Background/Aim: Fisher rat thyroid cells (FRTL-5) display increased proliferation, reduced follicularization and decreased thyroxin release with repeated sub-culturing. These changes occur earlier and more rapidly following exposure to ionizing radiation. We hypothesized that altered transforming growth factor-beta 1 (TGF-beta 1) signaling contributes to these differences. Materials and Methods: Assessments included FRTL-5 cell growth rate and quantification of TGF-beta 1 ligand and receptors. The levels and activity of Smads2, 3 and 4 were measured by western blotting and the ability of TGF-beta 1 to regulate cyclin A and plasminogen activator inhibitor type 1 (PAI-1) activity was assessed using transfection assays.
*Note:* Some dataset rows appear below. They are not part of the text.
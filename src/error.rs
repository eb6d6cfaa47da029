//! Error types for sockmux

use thiserror::Error;

/// Main error type for sockmux
#[derive(Error, Debug)]
pub enum Error {
    #[error("IO error: {0}")]
    Io(#[from] std::io::Error),

    #[error("unable to resolve address: {0}")]
    AddressResolution(String),

    #[error("Transport error: {0}")]
    Transport(String),

    #[error("TLS error: {0}")]
    Tls(String),

    #[error("unable to find socket")]
    UnknownConnection,

    #[error("Configuration error: {0}")]
    Config(String),
}

/// Result type alias for sockmux
pub type Result<T> = std::result::Result<T, Error>;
Results: TGF-beta 1 production increased after radiation but returned to control levels after repeated sub-culturing. There was no difference in TGF-beta 1 levels between un-irradiated cells at low versus high-passage number. TGF-beta 1 receptors and basal levels of Smads2, 3 and 4 remained unchanged. However, there were significant changes in cell proliferation, TGF-beta 1-mediated Smads2 and 3 activation and in TGF-beta 1's ability to regulate cyclin A and PAI-1 transcription in irradiated and repeatedly sub-cultured cells (p<0.05). Conclusion: Collectively, these results support the conclusion that alterations in the TGF-beta 1 pathway contribute to phenotypic changes in FRTL-5 cells as a function of passage number and radiation.